Comparing the performance of different stomatal conductance models using modelled and measured plant carbon isotope ratios (δ13C): implications for assessing physiological forcing

Accurate modelling of long‐term changes in plant stomatal functioning is vital to global climate change studies because changes in evapotranspiration influence temperature via physiological forcing of the climate. Various stomatal models are included in land surface schemes, but their robustness over longer timescales is difficult to validate. We compare the performance of three stomatal models, varying in their degree of complexity, and coupled to a land surface model. This is carried out by simulating the carbon isotope ratio of tree leaves (δ¹³C_leaf) over a period of 53 years, and comparing the results with carbon isotope ratios obtained from tree rings (δ¹³C_stem) measured at six sites in northern Europe. All three stomatal models fail to capture the observed interannual variability in the measured δ¹³C_stem time series.
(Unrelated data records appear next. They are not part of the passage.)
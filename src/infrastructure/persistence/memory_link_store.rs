//! In-process link store.
//!
//! Enforces the same two uniqueness constraints as the PostgreSQL backend,
//! atomically under one lock. Intended for embedded deployments, examples
//! and integration tests; the race-convergence tests run against it.

use async_trait::async_trait;
use chrono::Utc;
use std::sync::Mutex;

use crate::domain::entities::{LinkRecord, NewLinkRecord};
use crate::domain::repositories::{InsertOutcome, LinkStore};
use crate::error::EngineError;

#[derive(Default)]
struct Inner {
    next_id: i64,
    records: Vec<LinkRecord>,
}

impl Inner {
    fn live(&self) -> impl Iterator<Item = &LinkRecord> {
        self.records.iter().filter(|r| r.deleted_at.is_none())
    }

    fn live_mut(&mut self, tenant_id: &str, code: &str) -> Option<&mut LinkRecord> {
        self.records
            .iter_mut()
            .find(|r| r.deleted_at.is_none() && r.tenant_id == tenant_id && r.code == code)
    }
}

/// Link store holding all records in memory.
pub struct MemoryLinkStore {
    inner: Mutex<Inner>,
}

impl MemoryLinkStore {
    /// Creates an empty store.
    pub fn new() -> Self {
        Self {
            inner: Mutex::new(Inner::default()),
        }
    }

    fn lock(&self) -> std::sync::MutexGuard<'_, Inner> {
        self.inner.lock().unwrap_or_else(|e| e.into_inner())
    }

    /// Number of records ever inserted, including soft-deleted ones.
    pub fn record_count(&self) -> usize {
        self.lock().records.len()
    }

    /// Deactivates a record. Returns false when no live record matches.
    ///
    /// Deactivation is a collaborator-side mutation; the caller owns the
    /// matching cache invalidation.
    pub fn deactivate(&self, tenant_id: &str, code: &str) -> bool {
        let mut inner = self.lock();
        match inner.live_mut(tenant_id, code) {
            Some(record) => {
                record.active = false;
                true
            }
            None => false,
        }
    }

    /// Soft-deletes a record, releasing its code and canonical URL for
    /// reuse. Returns false when no live record matches.
    pub fn soft_delete(&self, tenant_id: &str, code: &str) -> bool {
        let mut inner = self.lock();
        match inner.live_mut(tenant_id, code) {
            Some(record) => {
                record.deleted_at = Some(Utc::now());
                true
            }
            None => false,
        }
    }

    /// Sets an expiry on a record. Returns false when no live record matches.
    pub fn set_expiry(
        &self,
        tenant_id: &str,
        code: &str,
        expires_at: chrono::DateTime<Utc>,
    ) -> bool {
        let mut inner = self.lock();
        match inner.live_mut(tenant_id, code) {
            Some(record) => {
                record.expires_at = Some(expires_at);
                true
            }
            None => false,
        }
    }
}

impl Default for MemoryLinkStore {
    fn default() -> Self {
        Self::new()
    }
}

#[async_trait]
impl LinkStore for MemoryLinkStore {
    async fn find_by_canonical_url(
        &self,
        tenant_id: &str,
        canonical_url: &str,
    ) -> Result<Option<LinkRecord>, EngineError> {
        let inner = self.lock();
        let found = inner
            .live()
            .find(|r| r.tenant_id == tenant_id && r.canonical_url == canonical_url)
            .cloned();
        Ok(found)
    }

    async fn find_by_code(
        &self,
        tenant_id: &str,
        code: &str,
    ) -> Result<Option<LinkRecord>, EngineError> {
        let inner = self.lock();
        let found = inner
            .live()
            .find(|r| r.tenant_id == tenant_id && r.code == code)
            .cloned();
        Ok(found)
    }

    async fn insert(&self, new_link: NewLinkRecord) -> Result<InsertOutcome, EngineError> {
        let mut inner = self.lock();

        // Canonical-URL conflict takes priority: a racing creator of the
        // same URL means converge, not retry.
        if inner.live().any(|r| {
            r.tenant_id == new_link.tenant_id && r.canonical_url == new_link.canonical_url
        }) {
            return Ok(InsertOutcome::ConflictOnCanonicalUrl);
        }

        if inner
            .live()
            .any(|r| r.tenant_id == new_link.tenant_id && r.code == new_link.code)
        {
            return Ok(InsertOutcome::ConflictOnCode);
        }

        inner.next_id += 1;
        let record = LinkRecord {
            id: inner.next_id,
            tenant_id: new_link.tenant_id,
            code: new_link.code,
            canonical_url: new_link.canonical_url,
            original_url: new_link.original_url,
            active: true,
            created_at: Utc::now(),
            expires_at: new_link.expires_at,
            deleted_at: None,
            click_count: 0,
        };
        inner.records.push(record.clone());

        Ok(InsertOutcome::Inserted(record))
    }
}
However, the Soil‐Plant‐Atmosphere (SPA) model performs significantly better than the Ball‐Berry (BB) or COX models when tested for goodness‐of‐fit against measured δ¹³C_stem. The δ¹³C_leaf time series simulated using the SPA model are significantly positively correlated (P < 0.05) with measured results over the full time period tested, at all six sites. The SPA model underestimates interannual variability measured in δ¹³C_stem, but is no worse than the BB model and significantly better than the COX model. The inability of current models to adequately replicate changes in stomatal response to rising levels of CO₂ concentrations, and thus to quantify the associated physiological forcing, warrants further investigation.     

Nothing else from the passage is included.